Neither the Parliamentarian nor the Congressional Research Service has been able to find another case like this.  They report, “ we found one instance of a bill or joint resolution, between the 100th Congress (1989-1990) and the current Congress, where a committee specifically voted not to report a measure that was later considered by the House.”  That measure was a 1996 agriculture bill that was rejected in Committee and later folded into a reconciliation bill.

Now the Republican majority exceeds even that arrogance.  We are asked to vote on a bill that guts our system of government when the Committee tasked with its consideration rejected it.

Must be an election year.

To return to Justice Jackson in the Flag Salute case.  He observed that:

“The very purpose of a Bill of Rights was to withdraw certain subjects from the vicissitudes of political controversy, to place them beyond the reach of majorities and officials and to establish them as legal principles to be applied by the courts.
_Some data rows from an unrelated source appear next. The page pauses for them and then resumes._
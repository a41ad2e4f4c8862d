//! Shared fixtures and helpers for blueprint integration tests

// Not every test binary exercises every helper.
#![allow(dead_code)]

use blueprint_core::error::{BlueprintError, Result};
use blueprint_core::types::Plan;
use std::path::PathBuf;
use std::sync::atomic::{AtomicUsize, Ordering};
use tempfile::TempDir;

pub const BASIC_APPLICATION_TEMPLATE: &str = r#"
application_template:
    name: testApp
    topology:
        -   name: testNode
            type: test_type
            properties:
                key: "val"
"#;

pub const BASIC_INTERFACE_AND_PLUGIN: &str = r#"
interfaces:
    test_interface1:
        operations:
            -   "install"
            -   "terminate"

plugins:
    test_plugin:
        properties:
            interface: "test_interface1"
            url: "http://test_url.zip"
"#;

pub const BASIC_TYPE: &str = r"
types:
    test_type:
        interfaces:
            -   test_interface1
        properties:
            install_agent: 'false'
";

/// The basic template with an empty type, no interfaces involved
pub fn minimal_application_template() -> String {
    format!("{BASIC_APPLICATION_TEMPLATE}\ntypes:\n    test_type: {{}}\n")
}

/// The full fixture: template, interface, plugin and autowired type
pub fn application_template() -> String {
    format!("{BASIC_APPLICATION_TEMPLATE}{BASIC_INTERFACE_AND_PLUGIN}{BASIC_TYPE}")
}

static FILE_COUNTER: AtomicUsize = AtomicUsize::new(0);

/// Write content into the directory under a fresh unique name
pub fn make_yaml_file(dir: &TempDir, content: &str) -> PathBuf {
    let index = FILE_COUNTER.fetch_add(1, Ordering::Relaxed);
    make_file_with_name(dir, &format!("tempfile{index}.yaml"), content)
}

/// Write content into the directory under the given name
pub fn make_file_with_name(dir: &TempDir, name: &str, content: &str) -> PathBuf {
    let path = dir.path().join(name);
    if let Some(parent) = path.parent() {
        std::fs::create_dir_all(parent).expect("fixture directory should be creatable");
    }
    std::fs::write(&path, content).expect("fixture file should be writable");
    path
}

/// Write each content to its own file and return an imports section
/// referencing them all
pub fn yaml_with_imports(dir: &TempDir, contents: &[&str]) -> String {
    let mut yaml = String::from("\nimports:");
    for content in contents {
        let path = make_yaml_file(dir, content);
        yaml.push_str(&format!("\n    -   {}", path.display()));
    }
    yaml
}

/// Assert that parsing failed with the expected error code
pub fn assert_error_code(result: Result<Plan>, code: i32) -> BlueprintError {
    match result {
        Ok(plan) => panic!("expected failure with code {code}, got a plan for {}", plan.name),
        Err(err) => {
            assert_eq!(err.code(), code, "unexpected error: {err}");
            err
        }
    }
}
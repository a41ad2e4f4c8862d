//! Type definitions for blueprint documents and deployment plans

use indexmap::IndexMap;
use serde::{Deserialize, Serialize};

pub use serde_yaml::Value;

/// A blueprint document after import combination
///
/// The import merger operates on the generic YAML tree; once the combined
/// tree has passed schema validation it is decoded into this typed form for
/// semantic resolution.
#[derive(Debug, Clone, Serialize, Deserialize, PartialEq)]
pub struct Document {
    /// Import references; stripped by the import merger, so the combined
    /// document always carries an empty list here
    #[serde(default, skip_serializing_if = "Vec::is_empty")]
    pub imports: Vec<String>,

    /// The application template with its topology
    pub application_template: ApplicationTemplate,

    /// Named type declarations
    #[serde(default, skip_serializing_if = "IndexMap::is_empty")]
    pub types: IndexMap<String, TypeDef>,

    /// Named plugin declarations; presence of the section matters, since a
    /// type with interfaces demands it even when autowiring later fails
    #[serde(default, skip_serializing_if = "Option::is_none")]
    pub plugins: Option<IndexMap<String, Plugin>>,

    /// Named interface declarations
    #[serde(default, skip_serializing_if = "IndexMap::is_empty")]
    pub interfaces: IndexMap<String, InterfaceDef>,

    /// Top-level workflows
    #[serde(default, skip_serializing_if = "IndexMap::is_empty")]
    pub workflows: IndexMap<String, WorkflowBody>,

    /// Top-level policy events and rules
    #[serde(default, skip_serializing_if = "Option::is_none")]
    pub policies: Option<PoliciesSection>,
}

/// The application template: a name and an ordered topology
#[derive(Debug, Clone, Default, Serialize, Deserialize, PartialEq)]
pub struct ApplicationTemplate {
    /// Application name; prefixes every node id in the plan
    pub name: String,

    /// Ordered node declarations
    #[serde(default, skip_serializing_if = "Vec::is_empty")]
    pub topology: Vec<NodeDecl>,
}

/// A single node declaration within a topology
#[derive(Debug, Clone, Default, Serialize, Deserialize, PartialEq)]
pub struct NodeDecl {
    /// Node name, unique within the topology
    pub name: String,

    /// Name of the type this node instantiates
    #[serde(rename = "type")]
    pub node_type: String,

    /// Property overrides applied over the resolved type's properties
    #[serde(default, skip_serializing_if = "IndexMap::is_empty")]
    pub properties: IndexMap<String, Value>,

    /// Workflow overrides applied over the resolved type's workflows
    #[serde(default, skip_serializing_if = "IndexMap::is_empty")]
    pub workflows: IndexMap<String, WorkflowBody>,

    /// Policy overrides applied over the resolved type's policies
    #[serde(default, skip_serializing_if = "IndexMap::is_empty")]
    pub policies: IndexMap<String, NodePolicy>,
}

/// A type declaration, possibly derived from another type
#[derive(Debug, Clone, Default, Serialize, Deserialize, PartialEq)]
pub struct TypeDef {
    /// Parent type in the derivation chain
    #[serde(skip_serializing_if = "Option::is_none")]
    pub derived_from: Option<String>,

    /// Implemented interfaces, implicit (autowired) or explicitly bound
    #[serde(default, skip_serializing_if = "Vec::is_empty")]
    pub interfaces: Vec<InterfaceRef>,

    /// Default properties
    #[serde(default, skip_serializing_if = "IndexMap::is_empty")]
    pub properties: IndexMap<String, Value>,

    /// Default workflows
    #[serde(default, skip_serializing_if = "IndexMap::is_empty")]
    pub workflows: IndexMap<String, WorkflowBody>,

    /// Default policies
    #[serde(default, skip_serializing_if = "IndexMap::is_empty")]
    pub policies: IndexMap<String, NodePolicy>,
}

/// An interface reference on a type
///
/// The string form requests autowiring; the mapping form binds the
/// interface to a named plugin. The mapping carries exactly one entry,
/// which the DSL schema enforces structurally.
#[derive(Debug, Clone, Serialize, Deserialize, PartialEq)]
#[serde(untagged)]
pub enum InterfaceRef {
    /// Implicit declaration: the unique implementing plugin is autowired
    Implicit(String),
    /// Explicit declaration: interface name mapped to a plugin name
    Explicit(IndexMap<String, String>),
}

impl InterfaceRef {
    /// The interface name this element refers to
    #[must_use]
    pub fn name(&self) -> &str {
        match self {
            Self::Implicit(name) => name,
            Self::Explicit(binding) => {
                binding.keys().next().map(String::as_str).unwrap_or_default()
            }
        }
    }

    /// The explicit (interface, plugin) pair, if this is an explicit binding
    #[must_use]
    pub fn binding(&self) -> Option<(&str, &str)> {
        match self {
            Self::Implicit(_) => None,
            Self::Explicit(binding) => {
                binding.iter().next().map(|(k, v)| (k.as_str(), v.as_str()))
            }
        }
    }
}

/// A plugin declaration
#[derive(Debug, Clone, Default, Serialize, Deserialize, PartialEq)]
pub struct Plugin {
    /// Plugin properties; `interface` and `url` are required by the schema
    pub properties: PluginProperties,
}

/// The properties of a plugin declaration
#[derive(Debug, Clone, Default, Serialize, Deserialize, PartialEq)]
pub struct PluginProperties {
    /// The interface this plugin implements
    pub interface: String,

    /// Where the plugin is fetched from
    pub url: String,

    /// Any further plugin-specific properties
    #[serde(flatten)]
    pub extra: IndexMap<String, Value>,
}

/// An interface declaration: the operations it exposes
#[derive(Debug, Clone, Default, Serialize, Deserialize, PartialEq)]
pub struct InterfaceDef {
    /// Ordered operation names
    #[serde(default, skip_serializing_if = "Vec::is_empty")]
    pub operations: Vec<String>,
}

/// A workflow body: inline radial text or a reference to a file
#[derive(Debug, Clone, Serialize, Deserialize, PartialEq)]
#[serde(untagged)]
pub enum WorkflowBody {
    /// The body is the content of the referenced file
    Ref {
        /// File reference, subject to alias mapping
        #[serde(rename = "ref")]
        reference: String,
    },
    /// The body appears directly in the document
    Inline {
        /// Inline workflow text
        radial: String,
    },
}

/// A policy event body: inline text or a reference to a file
#[derive(Debug, Clone, Serialize, Deserialize, PartialEq)]
#[serde(untagged)]
pub enum PolicyBody {
    /// The body is the content of the referenced file
    Ref {
        /// File reference, subject to alias mapping
        #[serde(rename = "ref")]
        reference: String,
    },
    /// The body appears directly in the document
    Inline {
        /// Inline policy text
        policy: String,
    },
}

/// The top-level policies section
#[derive(Debug, Clone, Default, Serialize, Deserialize, PartialEq)]
pub struct PoliciesSection {
    /// Policy event declarations
    #[serde(default, skip_serializing_if = "IndexMap::is_empty")]
    pub types: IndexMap<String, PolicyEvent>,

    /// Opaque rule bodies
    #[serde(default, skip_serializing_if = "IndexMap::is_empty")]
    pub rules: IndexMap<String, Value>,
}

/// A policy event declaration
#[derive(Debug, Clone, Serialize, Deserialize, PartialEq)]
pub struct PolicyEvent {
    /// Human-readable message attached to the event
    pub message: String,

    /// The policy body, inline or by reference
    #[serde(flatten)]
    pub body: PolicyBody,
}

/// A per-node policy: the rules it applies
#[derive(Debug, Clone, Default, Serialize, Deserialize, PartialEq)]
pub struct NodePolicy {
    /// Rules applied under this policy
    pub rules: Vec<RuleRef>,
}

/// A rule application within a node policy
#[derive(Debug, Clone, Default, Serialize, Deserialize, PartialEq)]
pub struct RuleRef {
    /// Name of a rule defined under the top-level `policies.rules`
    #[serde(rename = "type")]
    pub rule_type: String,

    /// Rule-specific parameters
    #[serde(flatten)]
    pub properties: IndexMap<String, Value>,
}

/// The fully resolved deployment plan
#[derive(Debug, Clone, Serialize, Deserialize, PartialEq)]
pub struct Plan {
    /// Application name
    pub name: String,

    /// Processed nodes in the original topology order
    pub nodes: Vec<ProcessedNode>,

    /// Resolved top-level workflows
    #[serde(default, skip_serializing_if = "IndexMap::is_empty")]
    pub workflows: IndexMap<String, String>,

    /// Per-node policies keyed by node id, for nodes that carry any
    #[serde(default, skip_serializing_if = "IndexMap::is_empty")]
    pub policies: IndexMap<String, IndexMap<String, NodePolicy>>,

    /// Resolved policy events from the top-level policies section
    #[serde(default, skip_serializing_if = "IndexMap::is_empty")]
    pub policies_events: IndexMap<String, ResolvedPolicyEvent>,

    /// Rule bodies from the top-level policies section
    #[serde(default, skip_serializing_if = "IndexMap::is_empty")]
    pub rules: IndexMap<String, Value>,
}

/// A policy event with its body resolved to text
#[derive(Debug, Clone, Serialize, Deserialize, PartialEq)]
pub struct ResolvedPolicyEvent {
    /// Human-readable message attached to the event
    pub message: String,

    /// Resolved policy text
    pub policy: String,
}

/// A fully processed topology node
#[derive(Debug, Clone, Serialize, Deserialize, PartialEq)]
pub struct ProcessedNode {
    /// Node id: `"{application_name}.{node_name}"`
    pub id: String,

    /// The declared type name
    #[serde(rename = "type")]
    pub node_type: String,

    /// Plugins wired to this node, keyed by plugin name
    #[serde(default, skip_serializing_if = "IndexMap::is_empty")]
    pub plugins: IndexMap<String, Plugin>,

    /// Operation-to-plugin bindings, qualified and unqualified
    #[serde(default, skip_serializing_if = "IndexMap::is_empty")]
    pub operations: IndexMap<String, String>,

    /// Merged properties (type defaults overlaid by node overrides)
    #[serde(default, skip_serializing_if = "IndexMap::is_empty")]
    pub properties: IndexMap<String, Value>,

    /// Merged and resolved workflows
    #[serde(default, skip_serializing_if = "IndexMap::is_empty")]
    pub workflows: IndexMap<String, String>,

    /// Merged per-node policies
    #[serde(default, skip_serializing_if = "IndexMap::is_empty")]
    pub policies: IndexMap<String, NodePolicy>,
}
//! Type derivation chain resolution
//!
//! A type's complete form is its own declaration merged over the complete
//! form of its `derived_from` parent: properties, workflows and policies
//! are shallow unions with the child winning per key, and interface lists
//! merge by interface name with replace-in-position-or-append semantics.

use blueprint_core::error::{BlueprintError, Result};
use blueprint_core::types::{InterfaceRef, TypeDef};
use indexmap::IndexMap;
use tracing::trace;

use super::overlay;
use crate::cycle::VisitPath;

/// Compute the complete form of a type, walking its derivation chain
///
/// # Errors
///
/// Returns a `BlueprintError` when the chain is cyclic or references an
/// undefined parent type.
pub fn complete_type(
    types: &IndexMap<String, TypeDef>,
    name: &str,
    decl: &TypeDef,
) -> Result<TypeDef> {
    let mut visited = VisitPath::new();
    visited.enter(name);
    complete_recursive(types, name, decl, &mut visited)
}

fn complete_recursive(
    types: &IndexMap<String, TypeDef>,
    name: &str,
    decl: &TypeDef,
    visited: &mut VisitPath,
) -> Result<TypeDef> {
    let mut current = decl.clone();
    let Some(parent_name) = current.derived_from.clone() else {
        return Ok(current);
    };
    if visited.contains(&parent_name) {
        return Err(BlueprintError::CircularDerivation {
            type_name: parent_name.clone(),
            cycle: visited.cycle_through(&parent_name),
        });
    }
    let parent_decl = types.get(&parent_name).ok_or_else(|| {
        BlueprintError::UndefinedParentType {
            parent: parent_name.clone(),
            type_name: name.to_string(),
        }
    })?;
    visited.enter(parent_name.clone());
    let parent = complete_recursive(types, &parent_name, parent_decl, visited)?;

    current.properties = overlay(&parent.properties, &current.properties);
    current.workflows = overlay(&parent.workflows, &current.workflows);
    current.policies = overlay(&parent.policies, &current.policies);
    current.interfaces = merge_interface_lists(&parent.interfaces, &current.interfaces);
    trace!(%name, parent = %parent_name, "merged derived type");
    Ok(current)
}

/// Merge a child's interface list over its parent's
///
/// Parent elements keep their positions; a child element replaces the
/// parent element of the same interface name, or is appended.
fn merge_interface_lists(parent: &[InterfaceRef], child: &[InterfaceRef]) -> Vec<InterfaceRef> {
    let mut merged = parent.to_vec();
    for element in child {
        if let Some(position) = merged.iter().position(|e| e.name() == element.name()) {
            merged[position] = element.clone();
        } else {
            merged.push(element.clone());
        }
    }
    merged
}

#[cfg(test)]
mod tests {
    use super::*;
    use pretty_assertions::assert_eq;
    use serde_yaml::Value;

    fn types(yaml: &str) -> IndexMap<String, TypeDef> {
        serde_yaml::from_str(yaml).expect("fixture should parse")
    }

    #[test]
    fn test_plain_type_is_its_own_complete_form() {
        let types = types("t:\n  properties:\n    a: 1");
        let complete =
            complete_type(&types, "t", &types["t"]).expect("plain type should complete");
        assert_eq!(complete, types["t"]);
    }

    #[test]
    fn test_child_overrides_parent_properties() {
        let types = types(
            r"
parent:
  properties:
    a: 1
    b: 1
child:
  derived_from: parent
  properties:
    b: 2
    c: 3
",
        );
        let complete =
            complete_type(&types, "child", &types["child"]).expect("chain should complete");
        assert_eq!(complete.properties["a"], Value::from(1));
        assert_eq!(complete.properties["b"], Value::from(2));
        assert_eq!(complete.properties["c"], Value::from(3));
    }

    #[test]
    fn test_interfaces_replace_in_position_or_append() {
        let types = types(
            r"
parent:
  interfaces:
    - iface_a
    - iface_b
child:
  derived_from: parent
  interfaces:
    - iface_b: some_plugin
    - iface_c
",
        );
        let complete =
            complete_type(&types, "child", &types["child"]).expect("chain should complete");
        let names: Vec<&str> = complete.interfaces.iter().map(InterfaceRef::name).collect();
        assert_eq!(names, vec!["iface_a", "iface_b", "iface_c"]);
        assert_eq!(
            complete.interfaces[1].binding(),
            Some(("iface_b", "some_plugin"))
        );
    }

    #[test]
    fn test_undefined_parent() {
        let types = types("child:\n  derived_from: ghost");
        let err = complete_type(&types, "child", &types["child"])
            .expect_err("undefined parent should fail");
        assert_eq!(err.code(), 14);
        assert!(err.to_string().contains("ghost"));
    }

    #[test]
    fn test_circular_derivation_reports_full_cycle() {
        let types = types(
            r"
a:
  derived_from: b
b:
  derived_from: c
c:
  derived_from: a
",
        );
        let err =
            complete_type(&types, "a", &types["a"]).expect_err("cycle should be detected");
        assert_eq!(err.code(), 100);
        match err {
            BlueprintError::CircularDerivation { cycle, .. } => {
                assert_eq!(cycle, vec!["a", "b", "c", "a"]);
            }
            other => panic!("unexpected error: {other}"),
        }
    }

    #[test]
    fn test_self_derivation() {
        let types = types("t:\n  derived_from: t");
        let err = complete_type(&types, "t", &types["t"]).expect_err("self-cycle should fail");
        assert_eq!(err.code(), 100);
    }
}
//! Active-path tracking for cycle detection
//!
//! The import graph and the type derivation graph are both walked
//! depth-first with cycle detection on the active path. [`VisitPath`] is
//! the shared mechanism: an ordered stack of names that can report the
//! full path through an offending revisit for diagnostics.

/// An ordered stack of the names currently being expanded
#[derive(Debug, Default)]
pub struct VisitPath {
    entries: Vec<String>,
}

impl VisitPath {
    /// Create an empty path
    #[must_use]
    pub fn new() -> Self {
        Self::default()
    }

    /// Whether a name is on the active path
    #[must_use]
    pub fn contains(&self, name: &str) -> bool {
        self.entries.iter().any(|entry| entry == name)
    }

    /// Push a name onto the active path
    pub fn enter(&mut self, name: impl Into<String>) {
        self.entries.push(name.into());
    }

    /// Pop the most recently entered name
    pub fn leave(&mut self) {
        self.entries.pop();
    }

    /// The active path extended with the offending revisit, for diagnostics
    #[must_use]
    pub fn cycle_through(&self, offender: &str) -> Vec<String> {
        let mut cycle = self.entries.clone();
        cycle.push(offender.to_string());
        cycle
    }
}
//! Per-node plugin wiring and overlay merging
//!
//! Each topology node is resolved against its completed type: plugins are
//! wired to the type's interfaces (explicitly bound plugins are checked
//! for existence and interface conformance, implicit declarations are
//! autowired to the unique implementing plugin), operations are bound
//! under both qualified and unqualified names, and the node's property,
//! workflow and policy overrides are overlaid on the type's defaults.

use blueprint_core::aliases::AliasMap;
use blueprint_core::error::{BlueprintError, Result};
use blueprint_core::types::{
    Document, InterfaceRef, NodeDecl, NodePolicy, Plugin, ProcessedNode, ResolvedPolicyEvent,
    Value,
};
use indexmap::IndexMap;
use tracing::trace;

use super::{bodies, first_duplicate, overlay, type_resolver};

/// Reject topologies that declare the same node name twice
///
/// # Errors
///
/// Returns a `BlueprintError` naming the duplicated node.
pub fn validate_no_duplicate_nodes(topology: &[NodeDecl]) -> Result<()> {
    if let Some((name, count)) = first_duplicate(topology.iter().map(|node| node.name.as_str())) {
        return Err(BlueprintError::DuplicateNode { name, count });
    }
    Ok(())
}

/// Resolve one topology node into its processed form
///
/// # Errors
///
/// Returns a `BlueprintError` on unknown or cyclic types, plugin wiring
/// failures, unresolvable workflow bodies, or unsatisfied policy
/// references.
pub fn process_node(
    node: &NodeDecl,
    document: &Document,
    policies_events: &IndexMap<String, ResolvedPolicyEvent>,
    rules: &IndexMap<String, Value>,
    aliases: &AliasMap,
) -> Result<ProcessedNode> {
    let type_name = &node.node_type;
    let id = format!("{}.{}", document.application_template.name, node.name);

    let Some(type_decl) = document.types.get(type_name) else {
        return Err(BlueprintError::UnknownNodeType {
            type_name: type_name.clone(),
            existing: document.types.keys().cloned().collect(),
        });
    };
    let completed = type_resolver::complete_type(&document.types, type_name, type_decl)?;

    let mut plugins: IndexMap<String, Plugin> = IndexMap::new();
    let mut operations: IndexMap<String, Option<String>> = IndexMap::new();

    if !completed.interfaces.is_empty() {
        let Some(declared_plugins) = document.plugins.as_ref() else {
            return Err(BlueprintError::MissingPluginsSection);
        };
        if let Some((interface, _)) =
            first_duplicate(completed.interfaces.iter().map(InterfaceRef::name))
        {
            return Err(BlueprintError::DuplicateInterface {
                node: node.name.clone(),
                interface,
            });
        }

        for element in &completed.interfaces {
            let (interface_name, plugin_name) =
                if let Some((interface_name, plugin_name)) = element.binding() {
                    // explicit declaration
                    let Some(plugin) = declared_plugins.get(plugin_name) else {
                        return Err(BlueprintError::UndeclaredPlugin {
                            plugin: plugin_name.to_string(),
                            interface: interface_name.to_string(),
                            type_name: type_name.clone(),
                        });
                    };
                    if plugin.properties.interface != interface_name {
                        return Err(BlueprintError::PluginInterfaceMismatch {
                            type_name: type_name.clone(),
                            plugin: plugin_name.to_string(),
                            interface: interface_name.to_string(),
                        });
                    }
                    (interface_name.to_string(), plugin_name.to_string())
                } else {
                    // implicit declaration: autowire the unique implementor
                    let interface_name = element.name().to_string();
                    let plugin_name = autowire(declared_plugins, &interface_name, type_name)?;
                    trace!(interface = %interface_name, plugin = %plugin_name, "autowired");
                    (interface_name, plugin_name)
                };

            let Some(interface) = document.interfaces.get(&interface_name) else {
                return Err(BlueprintError::UndefinedInterface {
                    interface: interface_name,
                });
            };
            if let Some(plugin) = declared_plugins.get(&plugin_name) {
                plugins.insert(plugin_name.clone(), plugin.clone());
            }

            for operation in &interface.operations {
                if operations.contains_key(operation) {
                    // same bare name exposed twice: only qualified bindings survive
                    operations.insert(operation.clone(), None);
                } else {
                    operations.insert(operation.clone(), Some(plugin_name.clone()));
                }
                operations.insert(
                    format!("{interface_name}.{operation}"),
                    Some(plugin_name.clone()),
                );
            }
        }
    }

    let operations: IndexMap<String, String> = operations
        .into_iter()
        .filter_map(|(operation, plugin)| plugin.map(|plugin| (operation, plugin)))
        .collect();

    let properties = overlay(&completed.properties, &node.properties);
    let workflows =
        bodies::resolve_workflows(&overlay(&completed.workflows, &node.workflows), aliases)?;
    let policies = overlay(&completed.policies, &node.policies);
    validate_node_policies(&policies, &node.name, policies_events, rules)?;

    Ok(ProcessedNode {
        id,
        node_type: type_name.clone(),
        plugins,
        operations,
        properties,
        workflows,
        policies,
    })
}

/// Find the unique plugin implementing an interface
fn autowire(
    plugins: &IndexMap<String, Plugin>,
    interface_name: &str,
    type_name: &str,
) -> Result<String> {
    let mut matches: Vec<String> = plugins
        .iter()
        .filter(|(_, plugin)| plugin.properties.interface == interface_name)
        .map(|(name, _)| name.clone())
        .collect();

    if matches.is_empty() {
        return Err(BlueprintError::NoMatchingPlugin {
            interface: interface_name.to_string(),
            type_name: type_name.to_string(),
        });
    }
    if matches.len() > 1 {
        return Err(BlueprintError::AmbiguousAutowiring {
            interface: interface_name.to_string(),
            type_name: type_name.to_string(),
            matches,
        });
    }
    Ok(matches.remove(0))
}

/// Check that every node policy and rule type is defined at top level
fn validate_node_policies(
    policies: &IndexMap<String, NodePolicy>,
    node_name: &str,
    policies_events: &IndexMap<String, ResolvedPolicyEvent>,
    rules: &IndexMap<String, Value>,
) -> Result<()> {
    for (policy_name, policy) in policies {
        if !policies_events.contains_key(policy_name) {
            return Err(BlueprintError::UndefinedNodePolicy {
                node: node_name.to_string(),
                policy: policy_name.clone(),
            });
        }
        for rule in &policy.rules {
            if !rules.contains_key(&rule.rule_type) {
                return Err(BlueprintError::UndefinedNodeRule {
                    node: node_name.to_string(),
                    policy: policy_name.clone(),
                    rule: rule.rule_type.clone(),
                });
            }
        }
    }
    Ok(())
}
use migration::{Migrator, MigratorTrait};
use settings::Database;

mod settings;

#[tokio::main]
async fn main() -> Result<(), Box<dyn std::error::Error + Send + Sync>> {
    let settings = settings::Settings::new()?;

    tracing_subscriber::fmt()
        .with_env_filter(format!(
            "ledgerd={level},server={level},engine={level}",
            level = settings.app.level
        ))
        .init();

    let db = parse_database(&settings.server.database).await?;
    tracing::info!("Database ready, starting server...");

    let excluded = engine::ExcludedBooks::from_csv(
        settings.excluded_balance_book_ids.as_deref().unwrap_or(""),
    );
    let engine = engine::Engine::builder()
        .database(db)
        .excluded_books(excluded)
        .build();

    let addr = format!("{}:{}", settings.server.bind, settings.server.port);
    let listener = tokio::net::TcpListener::bind(addr).await?;
    server::run_with_listener(engine, listener).await?;

    Ok(())
}

async fn parse_database(
    config: &settings::Database,
) -> Result<sea_orm::DatabaseConnection, Box<dyn std::error::Error + Send + Sync>> {
    let url = match config {
        Database::Memory => String::from("sqlite::memory:"),
        Database::Sqlite(path) => format!("sqlite:{}?mode=rwc", path),
    };

    let database = sea_orm::Database::connect(url).await?;
    Migrator::up(&database, None).await?;
    Ok(database)
}
//! The module contains the book registry: named account groupings that own
//! balances.
use chrono::{DateTime, Utc};
use sea_orm::entity::prelude::*;
use serde::{Deserialize, Serialize};
use serde_json::Value;

/// A registered book.
#[derive(Clone, Debug, PartialEq, Serialize, Deserialize)]
pub struct Book {
    pub id: i32,
    pub name: String,
    pub metadata: Option<Value>,
    pub created_at: DateTime<Utc>,
    pub updated_at: DateTime<Utc>,
}

/// Which write `create_or_update_book` performed.
#[derive(Clone, Copy, Debug, PartialEq, Eq)]
pub enum BookWrite {
    Created,
    Updated,
}

impl BookWrite {
    pub fn as_str(self) -> &'static str {
        match self {
            Self::Created => "create",
            Self::Updated => "update",
        }
    }
}

#[derive(Clone, Debug, PartialEq, DeriveEntityModel)]
#[sea_orm(table_name = "books")]
pub struct Model {
    #[sea_orm(primary_key)]
    pub id: i32,
    pub name: String,
    pub metadata: Option<Json>,
    pub created_at: DateTimeUtc,
    pub updated_at: DateTimeUtc,
}

#[derive(Copy, Clone, Debug, EnumIter, DeriveRelation)]
pub enum Relation {}

impl ActiveModelBehavior for ActiveModel {}

impl From<Model> for Book {
    fn from(model: Model) -> Self {
        Self {
            id: model.id,
            name: model.name,
            metadata: model.metadata,
            created_at: model.created_at,
            updated_at: model.updated_at,
        }
    }
}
One's right to life, liberty, and property, to free speech, a free press, freedom of worship and assembly, and other fundamental rights may not be submitted to vote; they depend on the outcome of no elections.”

But now some would strip the courts of any ability to protect these individual rights against an intolerant majority.

As to the complaints about “unelected judges,” I would refer my colleagues back to their high school civics text books.  We have an independent judiciary precisely to rule against the wishes of the majority, especially when it comes to the rights of unpopular minorities.  That’s our system of government, and it is a good one.  As Alexander Hamilton said in Federalist 78:

“The complete independence of the courts of justice is peculiarly essential in a limited Constitution.  By a limited Constitution, I understand one which contains certain specified exceptions to the legislative authority; such, for instance, as that it shall pass no bills of attainder, no ex post facto laws, and the like.  Limitations of this kind can be preserved in practice no other way than through the medium of courts of justice, whose duty it must be to declare all acts contrary to the manifest tenor of the Constitution void.  Without this, all reservations of particular rights or privileges would amount to nothing.”

Where would this bill leave religious liberty?  The Republicans tell us state courts can protect those rights.  What would this mean?  It would mean that your rights may be protected in one state, but not in another.  I thought the 14th Amendment to our Constitution settled that issue.

We are playing with fire here.  Do you really hate unpopular religious minorities so much that you are willing to destroy the First Amendment?  I urge my conservative colleagues to shape up and act like conservatives for once.  We live in a free society that protects unpopular minorities even if the majority hates them.  Feel free to hate if you must, but leave our Constitution alone.”